Start of The records
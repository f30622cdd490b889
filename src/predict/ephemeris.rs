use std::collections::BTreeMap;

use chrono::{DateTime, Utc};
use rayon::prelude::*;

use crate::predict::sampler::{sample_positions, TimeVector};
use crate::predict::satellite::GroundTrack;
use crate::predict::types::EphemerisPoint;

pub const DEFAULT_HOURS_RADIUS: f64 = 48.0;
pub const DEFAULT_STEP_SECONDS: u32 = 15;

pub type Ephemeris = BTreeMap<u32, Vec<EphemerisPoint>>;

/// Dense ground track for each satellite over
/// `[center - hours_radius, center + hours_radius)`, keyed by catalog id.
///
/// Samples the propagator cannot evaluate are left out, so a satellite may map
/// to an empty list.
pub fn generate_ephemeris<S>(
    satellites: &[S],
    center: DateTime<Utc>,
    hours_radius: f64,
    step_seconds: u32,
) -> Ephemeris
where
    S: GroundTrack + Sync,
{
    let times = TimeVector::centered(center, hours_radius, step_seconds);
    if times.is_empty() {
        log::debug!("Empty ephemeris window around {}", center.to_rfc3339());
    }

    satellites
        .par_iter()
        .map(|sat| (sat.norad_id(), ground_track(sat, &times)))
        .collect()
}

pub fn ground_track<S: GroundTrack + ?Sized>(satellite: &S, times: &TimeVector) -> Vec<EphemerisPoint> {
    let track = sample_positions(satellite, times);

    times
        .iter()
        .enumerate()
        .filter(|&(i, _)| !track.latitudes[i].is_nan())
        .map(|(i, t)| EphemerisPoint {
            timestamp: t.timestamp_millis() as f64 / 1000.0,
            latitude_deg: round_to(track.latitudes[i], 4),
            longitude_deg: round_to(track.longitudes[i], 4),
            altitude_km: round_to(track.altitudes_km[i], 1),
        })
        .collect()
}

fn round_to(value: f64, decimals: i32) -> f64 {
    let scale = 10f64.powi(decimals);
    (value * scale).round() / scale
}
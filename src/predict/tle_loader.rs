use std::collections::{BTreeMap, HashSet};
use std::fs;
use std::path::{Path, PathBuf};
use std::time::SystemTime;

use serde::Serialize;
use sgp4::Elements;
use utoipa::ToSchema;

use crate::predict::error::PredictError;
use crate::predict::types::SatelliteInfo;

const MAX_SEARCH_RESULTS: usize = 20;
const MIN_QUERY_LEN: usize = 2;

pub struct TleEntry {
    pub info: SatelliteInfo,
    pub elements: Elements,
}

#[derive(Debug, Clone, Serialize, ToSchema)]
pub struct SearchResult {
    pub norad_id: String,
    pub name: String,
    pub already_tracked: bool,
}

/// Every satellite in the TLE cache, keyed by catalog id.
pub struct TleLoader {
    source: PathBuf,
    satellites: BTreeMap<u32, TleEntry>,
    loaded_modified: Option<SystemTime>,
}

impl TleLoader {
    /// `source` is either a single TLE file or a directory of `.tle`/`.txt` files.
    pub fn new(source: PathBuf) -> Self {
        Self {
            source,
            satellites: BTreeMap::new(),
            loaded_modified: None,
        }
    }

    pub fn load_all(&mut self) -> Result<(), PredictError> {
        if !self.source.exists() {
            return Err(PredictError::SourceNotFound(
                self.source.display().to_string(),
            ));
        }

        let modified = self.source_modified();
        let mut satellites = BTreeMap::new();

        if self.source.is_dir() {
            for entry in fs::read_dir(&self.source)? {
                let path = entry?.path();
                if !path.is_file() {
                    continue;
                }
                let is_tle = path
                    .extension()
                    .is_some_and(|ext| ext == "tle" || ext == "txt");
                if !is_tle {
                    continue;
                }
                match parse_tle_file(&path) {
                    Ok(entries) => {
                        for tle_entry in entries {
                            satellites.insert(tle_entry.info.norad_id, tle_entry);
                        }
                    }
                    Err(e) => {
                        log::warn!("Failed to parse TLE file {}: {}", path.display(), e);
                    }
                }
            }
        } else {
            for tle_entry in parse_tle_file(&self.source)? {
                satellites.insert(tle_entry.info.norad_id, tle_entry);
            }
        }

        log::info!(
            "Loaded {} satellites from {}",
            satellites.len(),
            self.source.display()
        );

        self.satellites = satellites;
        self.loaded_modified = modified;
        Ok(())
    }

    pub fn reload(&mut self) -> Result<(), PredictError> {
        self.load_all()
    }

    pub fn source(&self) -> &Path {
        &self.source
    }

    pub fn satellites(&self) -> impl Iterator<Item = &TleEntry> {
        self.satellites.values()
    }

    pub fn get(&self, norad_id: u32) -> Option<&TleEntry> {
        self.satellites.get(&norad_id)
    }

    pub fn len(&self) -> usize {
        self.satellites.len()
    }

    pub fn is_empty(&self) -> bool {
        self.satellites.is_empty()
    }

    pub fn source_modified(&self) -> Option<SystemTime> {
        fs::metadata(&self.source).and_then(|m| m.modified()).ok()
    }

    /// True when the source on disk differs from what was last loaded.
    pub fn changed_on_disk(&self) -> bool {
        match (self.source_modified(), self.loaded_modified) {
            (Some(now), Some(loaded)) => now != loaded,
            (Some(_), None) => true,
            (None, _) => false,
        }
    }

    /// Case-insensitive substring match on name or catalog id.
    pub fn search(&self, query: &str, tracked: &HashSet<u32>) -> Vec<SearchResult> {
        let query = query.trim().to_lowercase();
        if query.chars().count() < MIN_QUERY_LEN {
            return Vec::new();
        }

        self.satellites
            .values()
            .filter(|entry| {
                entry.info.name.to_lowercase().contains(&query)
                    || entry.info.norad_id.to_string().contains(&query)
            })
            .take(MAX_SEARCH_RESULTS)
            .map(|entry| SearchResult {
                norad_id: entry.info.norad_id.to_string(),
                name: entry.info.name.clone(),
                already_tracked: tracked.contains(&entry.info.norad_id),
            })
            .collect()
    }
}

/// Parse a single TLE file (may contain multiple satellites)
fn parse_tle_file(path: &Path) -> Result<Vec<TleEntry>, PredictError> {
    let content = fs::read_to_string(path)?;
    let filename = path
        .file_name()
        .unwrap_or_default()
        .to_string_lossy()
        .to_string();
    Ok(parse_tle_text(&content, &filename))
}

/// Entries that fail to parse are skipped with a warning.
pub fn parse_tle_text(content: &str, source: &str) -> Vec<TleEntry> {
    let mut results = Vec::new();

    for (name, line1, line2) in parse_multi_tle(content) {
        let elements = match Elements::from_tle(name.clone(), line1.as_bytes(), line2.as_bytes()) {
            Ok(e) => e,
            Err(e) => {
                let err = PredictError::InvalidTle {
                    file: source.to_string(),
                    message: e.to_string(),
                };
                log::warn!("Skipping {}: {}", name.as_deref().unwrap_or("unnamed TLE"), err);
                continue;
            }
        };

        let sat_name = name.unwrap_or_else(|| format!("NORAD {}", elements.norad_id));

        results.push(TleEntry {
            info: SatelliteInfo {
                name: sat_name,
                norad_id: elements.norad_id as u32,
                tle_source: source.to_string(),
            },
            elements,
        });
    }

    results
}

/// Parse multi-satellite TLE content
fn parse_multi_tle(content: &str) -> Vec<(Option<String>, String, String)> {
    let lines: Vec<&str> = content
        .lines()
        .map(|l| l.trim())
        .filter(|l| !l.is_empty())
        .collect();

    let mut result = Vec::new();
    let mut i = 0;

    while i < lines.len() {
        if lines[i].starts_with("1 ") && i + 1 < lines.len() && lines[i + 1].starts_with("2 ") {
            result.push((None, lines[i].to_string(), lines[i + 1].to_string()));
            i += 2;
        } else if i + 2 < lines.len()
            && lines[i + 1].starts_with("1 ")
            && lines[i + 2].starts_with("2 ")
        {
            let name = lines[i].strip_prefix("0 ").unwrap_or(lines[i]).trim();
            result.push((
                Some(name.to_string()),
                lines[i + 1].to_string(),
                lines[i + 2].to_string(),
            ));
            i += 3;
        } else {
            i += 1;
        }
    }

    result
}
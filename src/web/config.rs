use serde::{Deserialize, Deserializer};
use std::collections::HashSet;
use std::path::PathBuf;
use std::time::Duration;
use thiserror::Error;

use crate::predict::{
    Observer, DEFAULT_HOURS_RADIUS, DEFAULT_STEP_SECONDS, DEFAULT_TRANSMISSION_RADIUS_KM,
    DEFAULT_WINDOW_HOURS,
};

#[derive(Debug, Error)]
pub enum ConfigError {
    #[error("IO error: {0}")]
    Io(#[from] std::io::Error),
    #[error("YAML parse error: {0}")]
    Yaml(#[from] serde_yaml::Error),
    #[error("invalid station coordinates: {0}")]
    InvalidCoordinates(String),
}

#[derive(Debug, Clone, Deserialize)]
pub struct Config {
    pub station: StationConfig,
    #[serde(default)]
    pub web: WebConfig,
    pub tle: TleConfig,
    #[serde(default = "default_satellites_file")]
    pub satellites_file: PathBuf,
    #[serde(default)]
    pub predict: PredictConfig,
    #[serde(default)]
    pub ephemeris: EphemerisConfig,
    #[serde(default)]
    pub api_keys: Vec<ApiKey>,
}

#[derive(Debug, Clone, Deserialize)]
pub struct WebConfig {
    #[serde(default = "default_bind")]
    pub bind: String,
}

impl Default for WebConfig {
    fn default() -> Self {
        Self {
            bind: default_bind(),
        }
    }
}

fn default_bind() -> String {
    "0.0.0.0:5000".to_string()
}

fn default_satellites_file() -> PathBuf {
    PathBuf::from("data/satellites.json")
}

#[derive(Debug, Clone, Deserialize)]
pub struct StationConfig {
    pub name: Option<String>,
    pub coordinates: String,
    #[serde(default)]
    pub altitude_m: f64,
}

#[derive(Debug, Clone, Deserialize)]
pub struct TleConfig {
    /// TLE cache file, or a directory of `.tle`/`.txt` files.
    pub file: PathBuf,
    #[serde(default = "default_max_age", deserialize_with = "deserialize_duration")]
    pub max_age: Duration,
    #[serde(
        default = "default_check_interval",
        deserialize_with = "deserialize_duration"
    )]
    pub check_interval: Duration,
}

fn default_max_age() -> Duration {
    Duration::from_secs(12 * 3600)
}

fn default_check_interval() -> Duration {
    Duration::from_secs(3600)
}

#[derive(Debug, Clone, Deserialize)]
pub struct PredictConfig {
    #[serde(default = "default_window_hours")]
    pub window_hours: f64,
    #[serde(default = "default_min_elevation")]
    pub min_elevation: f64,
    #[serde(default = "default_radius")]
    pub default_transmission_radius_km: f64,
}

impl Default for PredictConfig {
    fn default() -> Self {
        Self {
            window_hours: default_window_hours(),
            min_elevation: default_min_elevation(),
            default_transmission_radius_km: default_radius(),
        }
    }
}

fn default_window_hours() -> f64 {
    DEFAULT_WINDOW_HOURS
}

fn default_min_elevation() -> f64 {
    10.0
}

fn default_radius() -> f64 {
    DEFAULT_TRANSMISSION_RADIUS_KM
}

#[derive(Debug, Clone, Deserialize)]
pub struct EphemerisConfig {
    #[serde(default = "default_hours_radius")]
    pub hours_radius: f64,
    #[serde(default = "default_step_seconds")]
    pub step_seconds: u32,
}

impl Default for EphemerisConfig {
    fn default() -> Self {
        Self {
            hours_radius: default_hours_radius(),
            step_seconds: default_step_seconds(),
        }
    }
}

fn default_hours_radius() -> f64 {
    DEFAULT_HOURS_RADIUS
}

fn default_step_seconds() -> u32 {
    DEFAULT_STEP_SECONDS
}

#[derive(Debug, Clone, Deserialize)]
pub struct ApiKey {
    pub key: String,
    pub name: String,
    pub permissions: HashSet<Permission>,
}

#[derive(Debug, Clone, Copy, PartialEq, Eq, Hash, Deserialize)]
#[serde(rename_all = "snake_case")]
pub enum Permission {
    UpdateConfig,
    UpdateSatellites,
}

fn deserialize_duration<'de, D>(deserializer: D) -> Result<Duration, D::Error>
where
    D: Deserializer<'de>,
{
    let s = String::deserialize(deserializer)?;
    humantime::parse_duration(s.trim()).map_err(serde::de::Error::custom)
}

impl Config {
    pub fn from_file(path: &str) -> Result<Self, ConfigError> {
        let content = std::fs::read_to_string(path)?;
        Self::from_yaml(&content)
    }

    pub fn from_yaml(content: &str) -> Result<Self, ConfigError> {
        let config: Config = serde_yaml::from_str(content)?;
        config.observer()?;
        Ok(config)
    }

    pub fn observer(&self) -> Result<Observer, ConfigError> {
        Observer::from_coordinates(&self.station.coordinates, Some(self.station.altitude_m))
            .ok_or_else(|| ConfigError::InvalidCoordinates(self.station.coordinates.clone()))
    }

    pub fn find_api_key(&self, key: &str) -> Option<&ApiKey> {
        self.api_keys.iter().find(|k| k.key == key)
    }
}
End of The records
• Exercise goal: Keep both end lines and retype everything in the records above from the line containing "filename src/predict/ephemeris.rs" through the line containing "use crate::predict::types::EphemerisPoint;", exactly, with nothing else.

• Answer to this exercise:
filename src/predict/ephemeris.rs
use std::collections::BTreeMap;

use chrono::{DateTime, Utc};
use rayon::prelude::*;

use crate::predict::sampler::{sample_positions, TimeVector};
use crate::predict::satellite::GroundTrack;
use crate::predict::types::EphemerisPoint;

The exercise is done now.